"Molecular glue" strengthens the weak point in perovskite solar cells
In a relatively short space of time, perovskite solar cells have become a highly promising candidate when it comes to how we might generate electricity in the future, but there are some design problems to overcome first. These largely relate to stability issues that see the cells quickly deteriorating during use, but scientists at Brown University have come up with a way of addressing this by targeting a weak point with something they call molecular glue.
Scientists have seen steady gains in the performance of perovskite solar cells over the past decade or so, with the alternative design now rivaling the efficiency of conventional silicon cells. Silicon cells also require expensive equipment and high temperatures to produce, where perovskite cells can be fabricated comparatively cheaply and at room temperature, and then more easily recycled after use. These factors combine with their excellent light-absorbing potential to make them a promising proposition.
As they're made from different materials, temperature changes can cause these different layers to expand or contract at different rates, leading to mechanical stresses that causes them to decouple. The Brown University scientists have focused on what they say is the most troublesome of interfaces between these layers, where the light-absorbing perovskite film meets the electron transport layer, which manages the current flowing through the cell.
“A chain is only as strong as its weakest link, and we identified this interface as the weakest part of the whole stack, where failure is most likely,” said senior author of the study Nitin Padture. “If we can strengthen that, then we can start making real improvements in reliability."
In earlier work as a material scientist, Padture had developed novel ceramic coatings for use in high-performance settings like aircraft engines. Building on this, he and the study authors started to investigate how compounds called self-assembled monolayers (SAMs) could help them address the stability issues plaguing perovskite solar cells.
“This is a large class of compounds,” Padture said. “When you deposit these on a surface, the molecules assemble themselves in a single layer and stand up like short hairs. By using the right formulation, you can form strong bonds between these compounds and all kinds of different surfaces.”
These SAMs are able to be applied to the cells through a dip-coating process at room temperature, and the team found one recipe in particular proved particularly promising. Using SAMs made of silicon and iodine atoms, the scientists were able to form strong bonds between the light-absorbing perovskite film and the electron transport layer.
“When we introduced the SAMs to the interface, we found that it increases the fracture toughness of the interface by about 50 percent, meaning that any cracks that form at the interface tend not to propagate very far,” Padture said. “So in effect, the SAMs become a kind of molecular glue that holds the two layers together.”

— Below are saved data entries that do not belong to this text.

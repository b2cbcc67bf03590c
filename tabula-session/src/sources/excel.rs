//! Excel reader backed by calamine.
//!
//! Workbooks cannot be read a page at a time, so every call decodes the first
//! worksheet in full. The registry keeps the result around to avoid repeating that.

use std::sync::Arc;

use arrow::array::{ArrayRef, Float64Array, StringArray};
use arrow::datatypes::{DataType, Field, Schema, SchemaRef};
use arrow::record_batch::{RecordBatch, RecordBatchOptions};
use calamine::{open_workbook_auto, Data, Reader};
use tracing::debug;

use super::{page_bounds, StorageHandle, TableReader};
use crate::error::{Result, SessionError};

#[derive(Debug, Clone, Default)]
pub struct ExcelTableReader;

impl ExcelTableReader {
    pub fn new() -> Self {
        Self
    }
}

fn numeric_cell(cell: &Data) -> Option<f64> {
    match cell {
        Data::Int(value) => Some(*value as f64),
        Data::Float(value) => Some(*value),
        _ => None,
    }
}

fn is_blank(cell: &Data) -> bool {
    match cell {
        Data::Empty | Data::Error(_) => true,
        Data::String(value) => value.trim().is_empty(),
        _ => false,
    }
}

fn header_name(cell: Option<&Data>, index: usize) -> String {
    match cell {
        Some(cell) if !is_blank(cell) => cell.to_string().trim().to_string(),
        _ => format!("Column_{}", index + 1),
    }
}

/// Builds one Arrow column from a worksheet column.
///
/// A column whose non-blank cells are all numbers becomes Float64, anything
/// else is rendered as text.
fn build_column(cells: &[Option<&Data>]) -> (DataType, ArrayRef) {
    let numeric = cells
        .iter()
        .flatten()
        .filter(|cell| !is_blank(cell))
        .all(|cell| numeric_cell(cell).is_some());

    if numeric {
        let values: Float64Array = cells
            .iter()
            .map(|cell| cell.and_then(numeric_cell))
            .collect();
        (DataType::Float64, Arc::new(values))
    } else {
        let values: StringArray = cells
            .iter()
            .map(|cell| match cell {
                Some(cell) if !is_blank(cell) => Some(cell.to_string()),
                _ => None,
            })
            .collect();
        (DataType::Utf8, Arc::new(values))
    }
}

impl TableReader for ExcelTableReader {
    fn read_schema(&self, handle: &StorageHandle) -> Result<SchemaRef> {
        Ok(self.read_full(handle)?.schema())
    }

    fn count_rows(&self, handle: &StorageHandle) -> Result<usize> {
        Ok(self.read_full(handle)?.num_rows())
    }

    fn read_page(
        &self,
        handle: &StorageHandle,
        _schema: &SchemaRef,
        page: usize,
        page_size: usize,
    ) -> Result<RecordBatch> {
        let table = self.read_full(handle)?;
        let (start, end) = page_bounds(page, page_size, table.num_rows());
        Ok(table.slice(start, end - start))
    }

    fn read_full(&self, handle: &StorageHandle) -> Result<RecordBatch> {
        handle.metadata()?;
        let mut workbook = open_workbook_auto(handle.path())
            .map_err(|e| SessionError::invalid_input(format!("unreadable workbook: {e}")))?;
        let range = workbook
            .worksheet_range_at(0)
            .ok_or_else(|| SessionError::invalid_input("workbook has no worksheets"))?
            .map_err(|e| SessionError::invalid_input(format!("unreadable worksheet: {e}")))?;

        let mut rows = range.rows();
        let Some(header) = rows.next() else {
            return Err(SessionError::invalid_input("worksheet is empty"));
        };
        let body: Vec<&[Data]> = rows.collect();

        let mut fields = Vec::with_capacity(header.len());
        let mut columns = Vec::with_capacity(header.len());
        for index in 0..header.len() {
            let cells: Vec<Option<&Data>> = body.iter().map(|row| row.get(index)).collect();
            let (data_type, column) = build_column(&cells);
            fields.push(Field::new(header_name(header.get(index), index), data_type, true));
            columns.push(column);
        }

        debug!(
            path = %handle.path().display(),
            rows = body.len(),
            columns = fields.len(),
            "Read Excel worksheet"
        );

        let options = RecordBatchOptions::new().with_row_count(Some(body.len()));
        Ok(RecordBatch::try_new_with_options(
            Arc::new(Schema::new(fields)),
            columns,
            &options,
        )?)
    }
}

#[cfg(test)]
mod tests {
    use super::*;
    use arrow::array::{Array, AsArray};
    use arrow::datatypes::Float64Type;

    #[test]
    fn test_numeric_column_detection() {
        let one = Data::Int(1);
        let half = Data::Float(0.5);
        let empty = Data::Empty;
        let cells = vec![Some(&one), Some(&half), Some(&empty), None];

        let (data_type, column) = build_column(&cells);
        assert_eq!(data_type, DataType::Float64);
        let values = column.as_primitive::<Float64Type>();
        assert_eq!(values.value(0), 1.0);
        assert_eq!(values.value(1), 0.5);
        assert!(values.is_null(2));
        assert!(values.is_null(3));
    }

    #[test]
    fn test_mixed_column_becomes_text() {
        let one = Data::Int(1);
        let text = Data::String("n/a".to_string());
        let blank = Data::String("   ".to_string());
        let cells = vec![Some(&one), Some(&text), Some(&blank)];

        let (data_type, column) = build_column(&cells);
        assert_eq!(data_type, DataType::Utf8);
        let values = column.as_string::<i32>();
        assert_eq!(values.value(0), "1");
        assert_eq!(values.value(1), "n/a");
        assert!(values.is_null(2));
    }

    #[test]
    fn test_blank_headers_get_positional_names() {
        let name = Data::String("Region".to_string());
        let empty = Data::Empty;
        assert_eq!(header_name(Some(&name), 0), "Region");
        assert_eq!(header_name(Some(&empty), 1), "Column_2");
        assert_eq!(header_name(None, 4), "Column_5");
    }

    #[test]
    fn test_missing_workbook_is_storage_unavailable() {
        let handle = StorageHandle::new("/nonexistent/report.xlsx").unwrap();
        assert!(matches!(
            ExcelTableReader::new().read_full(&handle),
            Err(SessionError::StorageUnavailable { .. })
        ));
    }

    #[test]
    fn test_corrupt_workbook_is_invalid_input() {
        let file = tempfile::Builder::new().suffix(".xlsx").tempfile().unwrap();
        std::fs::write(file.path(), b"definitely not a zip archive").unwrap();
        let handle = StorageHandle::new(file.path()).unwrap();

        assert!(matches!(
            ExcelTableReader::new().read_full(&handle),
            Err(SessionError::InvalidInput { .. })
        ));
    }
}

In testing, the team found this approach lead to substantial improvements in the longevity of the perovskite solar cells, which retained 80 percent of their peak efficiency after around 1,300 hours of use. This was compared to non-SAM cells which only lasted around 700 hours, with the team projecting that their new design could operate at this level for around 4,000 hours. Silicon cells typically offer this type of performance over 25 years, so there is lots of work to do, but the signs are promising.
“One of the other things we did, which people don’t normally do, is we broke open the cells after testing,” said Zhenghong Dai, first author of the research. “In the control cells without the SAMs, we saw all kinds of damage such as voids and cracks. But with the SAMs, the toughened interfaces looked really good. It was a dramatic improvement that really kind of shocked us.”
Notably, the researchers say the addition of the SAMs doesn't compromise the efficiency of the cell, rather, it actually improves it a small amount by eliminating small defects that would normally form as the two layers are bonded together. They hope to build on these promising findings by applying the technique to interfaces between the other layers in perovskite solar cell stacks, to improve the stability even further.
“This is the kind of research that’s required in order to make cells that are inexpensive, efficient and perform well for decades,” Padture said.
The research was published in the journal Science.